# [PROBLEM TO WORK ON]
Match the word "ToggleEpisodePanel". Return each line of the data below where it appears.
════
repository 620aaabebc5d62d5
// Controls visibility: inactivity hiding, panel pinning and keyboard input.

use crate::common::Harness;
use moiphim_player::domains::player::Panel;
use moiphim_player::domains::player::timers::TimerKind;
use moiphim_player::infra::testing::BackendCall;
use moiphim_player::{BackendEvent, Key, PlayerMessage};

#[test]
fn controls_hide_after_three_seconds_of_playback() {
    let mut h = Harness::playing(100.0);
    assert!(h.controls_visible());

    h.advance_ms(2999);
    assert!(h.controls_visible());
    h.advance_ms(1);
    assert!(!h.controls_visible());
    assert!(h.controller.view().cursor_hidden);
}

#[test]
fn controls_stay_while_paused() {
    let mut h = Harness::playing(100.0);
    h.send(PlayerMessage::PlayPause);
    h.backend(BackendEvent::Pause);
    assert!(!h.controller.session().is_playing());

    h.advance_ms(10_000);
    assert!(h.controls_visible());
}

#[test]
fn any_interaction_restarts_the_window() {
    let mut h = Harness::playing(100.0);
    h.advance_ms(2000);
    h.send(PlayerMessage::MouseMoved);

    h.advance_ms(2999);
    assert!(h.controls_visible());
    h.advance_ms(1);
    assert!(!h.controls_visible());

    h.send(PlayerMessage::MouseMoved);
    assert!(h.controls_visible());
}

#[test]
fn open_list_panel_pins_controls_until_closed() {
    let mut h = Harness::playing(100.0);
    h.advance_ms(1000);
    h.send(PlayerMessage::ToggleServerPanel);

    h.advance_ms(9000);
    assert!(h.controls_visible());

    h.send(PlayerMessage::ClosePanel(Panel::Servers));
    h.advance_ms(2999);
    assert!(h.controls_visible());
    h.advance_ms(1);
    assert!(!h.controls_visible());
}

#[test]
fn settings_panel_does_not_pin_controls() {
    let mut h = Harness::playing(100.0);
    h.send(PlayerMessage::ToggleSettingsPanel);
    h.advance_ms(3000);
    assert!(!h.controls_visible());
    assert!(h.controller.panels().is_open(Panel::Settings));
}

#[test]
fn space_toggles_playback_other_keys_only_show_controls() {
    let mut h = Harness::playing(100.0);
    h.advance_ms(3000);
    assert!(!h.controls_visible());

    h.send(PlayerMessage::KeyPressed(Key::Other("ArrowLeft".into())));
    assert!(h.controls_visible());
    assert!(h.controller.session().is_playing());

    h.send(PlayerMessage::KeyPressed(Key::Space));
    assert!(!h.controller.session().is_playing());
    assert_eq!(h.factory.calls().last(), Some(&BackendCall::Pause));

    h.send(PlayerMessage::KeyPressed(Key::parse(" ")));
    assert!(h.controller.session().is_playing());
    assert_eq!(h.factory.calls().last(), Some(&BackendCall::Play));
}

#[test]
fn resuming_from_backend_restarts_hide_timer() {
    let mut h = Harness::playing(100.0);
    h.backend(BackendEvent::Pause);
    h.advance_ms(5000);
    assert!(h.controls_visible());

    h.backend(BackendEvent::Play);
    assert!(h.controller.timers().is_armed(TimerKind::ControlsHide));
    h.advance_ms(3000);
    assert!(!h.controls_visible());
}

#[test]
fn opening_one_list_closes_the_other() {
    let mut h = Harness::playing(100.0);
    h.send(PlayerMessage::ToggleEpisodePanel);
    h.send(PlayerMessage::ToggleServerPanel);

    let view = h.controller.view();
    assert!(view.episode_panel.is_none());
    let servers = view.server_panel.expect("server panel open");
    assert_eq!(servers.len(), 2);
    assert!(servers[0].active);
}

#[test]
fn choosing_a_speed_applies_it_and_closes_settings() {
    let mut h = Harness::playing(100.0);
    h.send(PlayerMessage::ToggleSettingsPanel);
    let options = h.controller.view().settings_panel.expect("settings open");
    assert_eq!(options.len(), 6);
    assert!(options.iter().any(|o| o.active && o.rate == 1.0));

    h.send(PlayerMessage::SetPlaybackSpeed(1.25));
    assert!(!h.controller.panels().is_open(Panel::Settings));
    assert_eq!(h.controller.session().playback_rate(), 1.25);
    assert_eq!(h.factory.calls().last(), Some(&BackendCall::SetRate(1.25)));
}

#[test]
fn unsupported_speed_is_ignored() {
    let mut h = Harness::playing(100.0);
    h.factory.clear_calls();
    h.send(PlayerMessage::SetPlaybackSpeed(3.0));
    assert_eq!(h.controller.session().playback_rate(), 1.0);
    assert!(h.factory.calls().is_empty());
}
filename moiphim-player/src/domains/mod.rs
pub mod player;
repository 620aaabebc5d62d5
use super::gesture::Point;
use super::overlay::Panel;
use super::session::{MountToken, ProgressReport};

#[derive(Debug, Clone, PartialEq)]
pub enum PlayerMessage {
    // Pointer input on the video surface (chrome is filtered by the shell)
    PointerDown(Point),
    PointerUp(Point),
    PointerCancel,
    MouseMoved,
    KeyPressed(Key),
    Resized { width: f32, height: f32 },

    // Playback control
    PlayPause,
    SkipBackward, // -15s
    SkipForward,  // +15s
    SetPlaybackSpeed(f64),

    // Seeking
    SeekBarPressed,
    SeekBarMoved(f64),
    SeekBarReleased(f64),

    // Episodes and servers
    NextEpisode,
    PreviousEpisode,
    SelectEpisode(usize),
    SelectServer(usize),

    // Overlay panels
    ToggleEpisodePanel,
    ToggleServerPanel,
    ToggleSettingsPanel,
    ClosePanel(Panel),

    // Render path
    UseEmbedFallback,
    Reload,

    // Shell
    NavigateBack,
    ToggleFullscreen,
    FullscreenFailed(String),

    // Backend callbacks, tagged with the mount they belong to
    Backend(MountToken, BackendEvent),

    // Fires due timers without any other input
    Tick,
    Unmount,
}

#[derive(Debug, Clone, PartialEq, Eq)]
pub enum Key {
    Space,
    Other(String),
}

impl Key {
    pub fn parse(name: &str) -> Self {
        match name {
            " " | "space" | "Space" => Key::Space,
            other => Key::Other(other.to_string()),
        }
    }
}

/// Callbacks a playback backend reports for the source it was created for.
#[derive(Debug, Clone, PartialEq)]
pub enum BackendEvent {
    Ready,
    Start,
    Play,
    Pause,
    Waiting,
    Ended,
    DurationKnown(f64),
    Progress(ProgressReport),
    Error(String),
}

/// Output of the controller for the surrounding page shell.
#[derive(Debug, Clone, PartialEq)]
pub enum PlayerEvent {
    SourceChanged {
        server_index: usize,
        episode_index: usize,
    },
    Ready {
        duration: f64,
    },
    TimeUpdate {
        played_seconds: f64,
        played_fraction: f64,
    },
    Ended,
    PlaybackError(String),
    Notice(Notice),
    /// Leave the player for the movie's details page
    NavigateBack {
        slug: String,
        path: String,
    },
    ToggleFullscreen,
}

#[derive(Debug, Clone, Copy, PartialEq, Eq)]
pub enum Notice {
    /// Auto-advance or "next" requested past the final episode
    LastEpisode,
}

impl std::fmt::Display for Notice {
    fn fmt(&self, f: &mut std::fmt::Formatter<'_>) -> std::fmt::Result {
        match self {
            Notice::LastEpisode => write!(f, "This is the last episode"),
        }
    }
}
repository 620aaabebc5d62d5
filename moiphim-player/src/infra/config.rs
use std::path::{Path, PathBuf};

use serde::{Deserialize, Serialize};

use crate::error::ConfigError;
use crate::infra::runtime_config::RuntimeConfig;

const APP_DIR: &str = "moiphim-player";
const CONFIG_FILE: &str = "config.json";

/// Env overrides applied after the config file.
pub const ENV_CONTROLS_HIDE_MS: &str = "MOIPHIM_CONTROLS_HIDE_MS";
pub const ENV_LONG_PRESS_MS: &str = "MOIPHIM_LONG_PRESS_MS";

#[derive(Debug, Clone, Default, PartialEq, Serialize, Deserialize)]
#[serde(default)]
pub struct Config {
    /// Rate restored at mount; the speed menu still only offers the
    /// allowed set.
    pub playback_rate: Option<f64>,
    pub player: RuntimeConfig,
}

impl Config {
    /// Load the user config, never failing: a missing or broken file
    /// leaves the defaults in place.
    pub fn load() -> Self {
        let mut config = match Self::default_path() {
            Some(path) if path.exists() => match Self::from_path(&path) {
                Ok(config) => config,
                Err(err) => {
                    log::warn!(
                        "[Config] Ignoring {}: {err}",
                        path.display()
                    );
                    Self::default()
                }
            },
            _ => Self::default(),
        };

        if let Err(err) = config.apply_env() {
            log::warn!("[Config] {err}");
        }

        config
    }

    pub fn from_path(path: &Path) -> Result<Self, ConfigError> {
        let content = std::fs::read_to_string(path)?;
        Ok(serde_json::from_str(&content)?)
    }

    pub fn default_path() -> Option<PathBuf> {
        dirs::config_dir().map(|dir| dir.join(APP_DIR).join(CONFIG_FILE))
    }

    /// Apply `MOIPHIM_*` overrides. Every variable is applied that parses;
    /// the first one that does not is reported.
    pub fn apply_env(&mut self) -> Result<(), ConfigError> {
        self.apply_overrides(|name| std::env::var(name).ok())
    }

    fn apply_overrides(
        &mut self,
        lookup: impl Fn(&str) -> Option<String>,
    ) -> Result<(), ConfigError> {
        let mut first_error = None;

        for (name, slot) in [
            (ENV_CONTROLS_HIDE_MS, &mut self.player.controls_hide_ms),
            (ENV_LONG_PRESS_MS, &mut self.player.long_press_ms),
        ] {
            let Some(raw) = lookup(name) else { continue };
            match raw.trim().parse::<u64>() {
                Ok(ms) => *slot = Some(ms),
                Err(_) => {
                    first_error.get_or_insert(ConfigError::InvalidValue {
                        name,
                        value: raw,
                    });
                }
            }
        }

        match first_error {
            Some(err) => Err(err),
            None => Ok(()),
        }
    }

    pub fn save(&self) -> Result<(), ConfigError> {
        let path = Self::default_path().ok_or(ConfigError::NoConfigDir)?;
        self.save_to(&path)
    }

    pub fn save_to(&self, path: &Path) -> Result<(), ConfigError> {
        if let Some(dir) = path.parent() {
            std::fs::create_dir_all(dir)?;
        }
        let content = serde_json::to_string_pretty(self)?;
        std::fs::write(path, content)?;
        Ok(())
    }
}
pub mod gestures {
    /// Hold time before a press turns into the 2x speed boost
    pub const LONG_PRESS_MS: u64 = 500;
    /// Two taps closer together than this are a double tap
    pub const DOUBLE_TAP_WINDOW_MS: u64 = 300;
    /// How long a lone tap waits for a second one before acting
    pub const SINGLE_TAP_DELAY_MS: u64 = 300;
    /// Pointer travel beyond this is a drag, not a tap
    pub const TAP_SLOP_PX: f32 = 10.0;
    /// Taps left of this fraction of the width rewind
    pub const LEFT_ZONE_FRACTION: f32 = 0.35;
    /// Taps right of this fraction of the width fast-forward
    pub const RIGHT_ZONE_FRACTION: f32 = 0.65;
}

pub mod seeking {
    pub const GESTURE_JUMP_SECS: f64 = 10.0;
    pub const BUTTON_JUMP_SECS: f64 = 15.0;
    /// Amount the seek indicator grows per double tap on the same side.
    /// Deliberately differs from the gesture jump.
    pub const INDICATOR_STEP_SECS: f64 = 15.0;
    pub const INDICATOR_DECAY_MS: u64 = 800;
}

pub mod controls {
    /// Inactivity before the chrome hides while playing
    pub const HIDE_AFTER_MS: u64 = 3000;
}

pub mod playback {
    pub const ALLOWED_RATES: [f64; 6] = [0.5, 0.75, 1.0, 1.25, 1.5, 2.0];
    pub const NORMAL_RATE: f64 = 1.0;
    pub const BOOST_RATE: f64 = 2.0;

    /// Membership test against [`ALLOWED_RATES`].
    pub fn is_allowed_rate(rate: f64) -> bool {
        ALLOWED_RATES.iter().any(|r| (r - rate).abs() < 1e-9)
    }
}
════
# [ANSWER SPACE]
    h.send(PlayerMessage::ToggleEpisodePanel);
    ToggleEpisodePanel,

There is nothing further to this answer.